Bei Werbung mit Claims wie „klimaneutral“ ist weiterhin Vorsicht geboten. Insbesondere reicht es nicht aus, sich bei Werbung mit diesen Claims nur auf Kompensationsmaßnahmen Dritter zu berufen.

Zum ersten Mal wurde auch der Begriff „umweltneutral“ beleuchtet. Diesen wertet das LG Karlsruhe in einer Linie mit dem Begriff „klimaneutral“. Das LG Karlsruhe befand zu diesem Claim zudem, dass das Umweltzertifikat von GREENZERO keine Umweltneutralität darstelle, weil es nur fünf von 13 Kriterien berücksichtige.

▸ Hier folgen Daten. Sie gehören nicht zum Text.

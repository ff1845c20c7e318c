//! Canned controller records shared by integration tests.
//!
//! Integration tests are compiled as separate crates (one per top-level file in
//! `tests/`). Placing shared fixtures under `tests/common/` avoids creating an
//! additional integration test binary while still allowing reuse via:
//!
//! ```rust
//! #[path = "common/controller.rs"]
//! mod controller;
//! ```
//!
//! Crates that leave some of these fixtures unused mark the `mod` item with
//! `#[expect(dead_code, ...)]`.

use serde_json::{Value, json};

/// Tenant account name used across tests.
pub const TENANT: &str = "docker";

/// Identifier of the tenant account.
pub const ACCOUNT_ID: i64 = 5;

/// Storage virtual IP without a port.
pub const SVIP: &str = "10.10.5.100";

/// Portal derived from [`SVIP`].
pub const PORTAL: &str = "10.10.5.100:3260";

/// CHAP initiator secret of the tenant account.
pub const INITIATOR_SECRET: &str = "initsecret123";

/// Returns the IQN the controller assigns to volume `name` with `id`.
pub fn iqn(name: &str, id: i64) -> String {
    format!("iqn.2010-01.com.solidfire:x.{name}.{id}")
}

/// Active volume record owned by the tenant account.
pub fn volume(id: i64, name: &str) -> Value {
    volume_with(id, name, ACCOUNT_ID, "active")
}

/// Volume record with an explicit owner and status.
pub fn volume_with(id: i64, name: &str, account_id: i64, status: &str) -> Value {
    json!({
        "volumeID": id,
        "name": name,
        "accountID": account_id,
        "status": status,
        "totalSize": 1_073_741_824_i64,
        "iqn": iqn(name, id),
        "access": "readWrite",
        "createTime": "2016-03-01T20:45:54Z",
        "qos": {"minIOPS": 100, "maxIOPS": 15000, "burstIOPS": 15000}
    })
}

/// Result body for the volume listing calls.
pub fn volumes(records: Vec<Value>) -> Value {
    json!({ "volumes": records })
}

/// Tenant account record.
pub fn account_record() -> Value {
    json!({
        "accountID": ACCOUNT_ID,
        "username": TENANT,
        "status": "active",
        "initiatorSecret": INITIATOR_SECRET,
        "targetSecret": "targetsecret1"
    })
}

/// Result body for `GetAccountByName` and `GetAccountByID`.
pub fn account() -> Value {
    json!({ "account": account_record() })
}
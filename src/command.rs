//! Shell command execution seam.
//!
//! The iSCSI initiator tooling and the mount executor both shell out through
//! [`CommandRunner`] so tests can script outcomes without spawning processes.

use std::ffi::OsString;
use std::process::Command;

use shell_escape::unix::escape;
use thiserror::Error;
use tracing::trace;

/// Result of running an external command.
#[derive(Clone, Debug, Eq, PartialEq)]
pub struct CommandOutput {
    /// Exit code reported by the process, if available.
    pub code: Option<i32>,
    /// Captured standard output.
    pub stdout: String,
    /// Captured standard error.
    pub stderr: String,
}

impl CommandOutput {
    /// Returns `true` when the exit code equals zero.
    #[must_use]
    pub const fn is_success(&self) -> bool {
        matches!(self.code, Some(0))
    }

    /// Describes a failed run using the exit status and trimmed stderr.
    #[must_use]
    pub fn failure_message(&self) -> String {
        let stderr = self.stderr.trim();
        match self.code {
            Some(code) if stderr.is_empty() => format!("exited with status {code}"),
            Some(code) => format!("exited with status {code}: {stderr}"),
            None if stderr.is_empty() => String::from("terminated without an exit status"),
            None => format!("terminated without an exit status: {stderr}"),
        }
    }
}

/// Errors raised when a command cannot be run at all.
#[derive(Clone, Debug, Error, Eq, PartialEq)]
pub enum CommandError {
    /// Raised when the process fails to start.
    #[error("failed to spawn {program}: {message}")]
    Spawn {
        /// Program that failed to start.
        program: String,
        /// Operating system error text.
        message: String,
    },
}

/// Abstraction over command execution to support fakes in tests.
pub trait CommandRunner {
    /// Runs `program` with the given arguments, capturing stdout and stderr.
    ///
    /// # Errors
    ///
    /// Returns [`CommandError::Spawn`] if the command cannot be started.
    fn run(&self, program: &str, args: &[OsString]) -> Result<CommandOutput, CommandError>;
}

impl<R: CommandRunner + ?Sized> CommandRunner for std::sync::Arc<R> {
    fn run(&self, program: &str, args: &[OsString]) -> Result<CommandOutput, CommandError> {
        (**self).run(program, args)
    }
}

/// Real command runner that shells out to the host operating system.
#[derive(Clone, Copy, Debug, Default)]
pub struct ProcessCommandRunner;

impl CommandRunner for ProcessCommandRunner {
    fn run(&self, program: &str, args: &[OsString]) -> Result<CommandOutput, CommandError> {
        let output = Command::new(program)
            .args(args)
            .output()
            .map_err(|err| CommandError::Spawn {
                program: program.to_owned(),
                message: err.to_string(),
            })?;

        let result = CommandOutput {
            code: output.status.code(),
            stdout: String::from_utf8_lossy(&output.stdout).into_owned(),
            stderr: String::from_utf8_lossy(&output.stderr).into_owned(),
        };
        trace!(program, code = ?result.code, "command finished");
        Ok(result)
    }
}

/// Renders a command line for logs, escaping each argument.
#[must_use]
pub fn render_command(program: &str, args: &[OsString]) -> String {
    let mut rendered = String::from(program);
    for arg in args {
        rendered.push(' ');
        let text = arg.to_string_lossy();
        rendered.push_str(escape(text).as_ref());
    }
    rendered
}

#[cfg(test)]
mod tests {
    use super::*;
    use rstest::rstest;

    #[rstest]
    #[case(Some(21), "", "exited with status 21")]
    #[case(Some(1), " no records found\n", "exited with status 1: no records found")]
    #[case(None, "", "terminated without an exit status")]
    fn failure_message_includes_status_and_stderr(
        #[case] code: Option<i32>,
        #[case] stderr: &str,
        #[case] expected: &str,
    ) {
        let output = CommandOutput {
            code,
            stdout: String::new(),
            stderr: stderr.to_owned(),
        };
        assert_eq!(output.failure_message(), expected);
    }

    #[test]
    fn render_command_escapes_arguments() {
        let args = [OsString::from("-m"), OsString::from("a b")];
        assert_eq!(render_command("iscsiadm", &args), "iscsiadm -m 'a b'");
    }
}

Inwieweit private Zertifikate in Zukunft eine Rolle spielen, wird sich noch zeigen – zu diesen plant auch die Europäische Kommission aktuell eine neue Richtlinie, die Nachhaltigkeitszertifikate strenger regeln soll.

Das Urteil des LG Karlsruhe ist hier abrufbar. Die Drogeriemarktkette erwägt, Rechtsmittel einzulegen.